O Grupo Boticário tem motivos de sobra para comemorar o momento da empresa. Em 2021, o faturamento de 18,1 bilhões de reais foi 15% superior ao do ano anterior. O resultado veio num momento de inflação beirando os 10% e perda do poder de compra do brasileiro — perfumes costumam estar entre os primeiros a serem cortados da lista de desejos. A expansão em 2021 não foi algo isolado: em nove anos, a empresa triplicou a receita. Além disso, as fontes de receita cresceram. Na última década, o grupo saiu de uma marca para sete. Além do Boticário, estão no portfólio Eudora, de vendas diretas, Vult, de cosméticos populares, Quem Disse, Berenice?, de itens de beleza voltados para os mais moderninhos, The Beauty Box, focada em produtos de marcas internacionais, Beleza na Web, um e-commerce, e OUi, de alta perfumaria.
Tudo isso elevou o investimento a patamares inéditos. Neste ano, o Boticário deve investir 900 milhões de reais, alta de 30% sobre 2021 e o triplo de 2020. Boa parte será aplicada num upgrade completo da fábrica no Paraná, a primeira do grupo. (Há também uma planta em Camaçari, na Bahia.) Por trás do movimento está a intenção do grupo de acelerar a diversificação do portfólio. Desde 2014, o número de produtos dobrou: hoje são mais de 9.600.

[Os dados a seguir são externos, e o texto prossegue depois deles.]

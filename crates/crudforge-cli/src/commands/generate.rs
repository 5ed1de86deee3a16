//! Implementation of the `crudforge generate` command.
//!
//! Responsibility: load the schema manifest, hand each entity schema to the
//! core generation service, and display results. No emission logic lives
//! here.

use std::path::Path;

use indicatif::{ProgressBar, ProgressStyle};
use tracing::{info, instrument};

use crudforge_adapters::LocalFilesystem;
use crudforge_core::{
    application::GenerationService,
    domain::{EntityNames, EntitySchema},
    emit::ArtifactKind,
    error::ForgeError,
};

use crate::{
    cli::{GenerateArgs, OutputFormat, global::GlobalArgs},
    config::AppConfig,
    error::{CliError, CliResult},
    manifest::SchemaManifest,
    output::OutputManager,
};

/// Execute the `crudforge generate` command.
///
/// Dispatch sequence:
/// 1. Load and convert the schema manifest
/// 2. Narrow to `--entity` if given
/// 3. Early-exit if `--dry-run`
/// 4. Run the generation service per entity
#[instrument(skip_all)]
pub fn execute(
    args: GenerateArgs,
    global: GlobalArgs,
    config: AppConfig,
    output: OutputManager,
) -> CliResult<()> {
    let manifest_path = super::manifest_path(args.manifest.as_ref());
    let manifest = SchemaManifest::load(&manifest_path)?;
    let schemas = select_entities(&manifest, args.entity.as_deref())?;
    let base = args
        .output
        .clone()
        .unwrap_or_else(|| config.defaults.base_path.clone());

    if args.dry_run {
        return dry_run(&schemas, &base, &output);
    }

    let service = GenerationService::new(Box::new(LocalFilesystem::new()));

    // A bar is only worth drawing across several entities.
    let progress = (!global.quiet && schemas.len() > 1).then(|| {
        let bar = ProgressBar::new(schemas.len() as u64);
        bar.set_style(ProgressStyle::default_bar());
        bar
    });

    let mut artifacts = 0;
    for schema in &schemas {
        if let Some(bar) = &progress {
            bar.set_message(schema.name().to_owned());
        }
        let report = service.generate(schema, &base)?;
        info!(
            entity = %report.entity,
            artifacts = report.written.len(),
            "entity generated"
        );
        artifacts += report.written.len();
        if let Some(bar) = &progress {
            bar.inc(1);
        }
    }
    if let Some(bar) = progress {
        bar.finish_and_clear();
    }

    let noun = if schemas.len() == 1 { "entity" } else { "entities" };
    output.success(&format!(
        "Generated {} artifact(s) for {} {} under {}",
        artifacts,
        schemas.len(),
        noun,
        base.display()
    ))?;

    Ok(())
}

// ── Entity selection ──────────────────────────────────────────────────────────

fn select_entities(
    manifest: &SchemaManifest,
    only: Option<&str>,
) -> CliResult<Vec<EntitySchema>> {
    match only {
        None => manifest.schemas(),
        Some(name) => {
            let decl = manifest
                .entities
                .iter()
                .find(|entity| entity.name.eq_ignore_ascii_case(name))
                .ok_or_else(|| CliError::EntityNotInManifest {
                    name: name.to_owned(),
                    available: manifest.entity_names(),
                })?;
            Ok(vec![decl.to_schema()?])
        }
    }
}

// ── Dry run ───────────────────────────────────────────────────────────────────

fn dry_run(schemas: &[EntitySchema], base: &Path, output: &OutputManager) -> CliResult<()> {
    let mut paths = Vec::new();
    for schema in schemas {
        let names = EntityNames::derive(schema.name());
        for kind in ArtifactKind::ALL {
            paths.push(base.join(kind.relative_path(&names)).display().to_string());
        }
    }

    if output.format() == OutputFormat::Json {
        let rendered = serde_json::to_string_pretty(&paths).map_err(|e| {
            CliError::Core(ForgeError::Internal {
                message: format!("failed to render JSON: {e}"),
            })
        })?;
        // Machine output goes straight to stdout, bypassing styling.
        println!("{rendered}");
        return Ok(());
    }

    output.header("Dry run - artifacts that would be written:")?;
    for path in &paths {
        output.print(&format!("  {path}"))?;
    }
    output.info(&format!("{} artifact(s), nothing written", paths.len()))?;
    Ok(())
}

// ── Tests ─────────────────────────────────────────────────────────────────────

#[cfg(test)]
mod tests {
    use super::*;

    fn manifest() -> SchemaManifest {
        toml::from_str(SchemaManifest::sample()).unwrap()
    }

    #[test]
    fn no_filter_selects_every_entity() {
        let schemas = select_entities(&manifest(), None).unwrap();
        assert_eq!(schemas.len(), 2);
    }

    #[test]
    fn filter_selects_one_entity_case_insensitively() {
        let schemas = select_entities(&manifest(), Some("mstcategory")).unwrap();
        assert_eq!(schemas.len(), 1);
        assert_eq!(schemas[0].name(), "Mstcategory");
    }

    #[test]
    fn unknown_filter_reports_available_entities() {
        let err = select_entities(&manifest(), Some("Gadget")).unwrap_err();
        match err {
            CliError::EntityNotInManifest { name, available } => {
                assert_eq!(name, "Gadget");
                assert!(available.contains(&"Mstproduct".to_owned()));
            }
            other => panic!("unexpected error: {other:?}"),
        }
    }
}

Em meio aos números superlativos, dignos de celebração em muitas empresas, o Boticário resolveu mudar por completo a estrutura da companhia nos últimos meses. Em março do ano passado, Artur Grynbaum deixou a cadeira de presidente executivo, um cargo ocupado por ele havia 13 anos, para dar lugar a Fernando Modé, executivo com 20 anos de trajetória na companhia e que desde 2015 era o vice-presidente corporativo do grupo, responsável pelas áreas de finanças, tecnologia e operações. Grynbaum virou vice-presidente do conselho de administração, ainda comandado por Krigsner, fundador do grupo em 1977 e cunhado de Grynbaum.
A dança das cadeiras mexeu também com a maneira de tocar o negócio. Até então, as sete marcas eram geridas separadamente — cada uma era praticamente uma miniempresa dentro do grupo. Agora boa parte das equipes, em particular as ligadas à liderança, trabalham em conjunto, num modelo de gestão matricial empregado em grandes empresas mundo afora, de Apple a Zara. Para isso, novas vice-presidências foram criadas, como a de tecnologia, responsáveis por olhar para a companhia inteira. As equipes de marketing, por exemplo, hoje estão com o mandato de explorar oportunidades em todas as marcas. “Quebramos as barreiras internas da organização e estamos atuando de maneira mais colaborativa e menos competitiva”, diz Fernando Modé.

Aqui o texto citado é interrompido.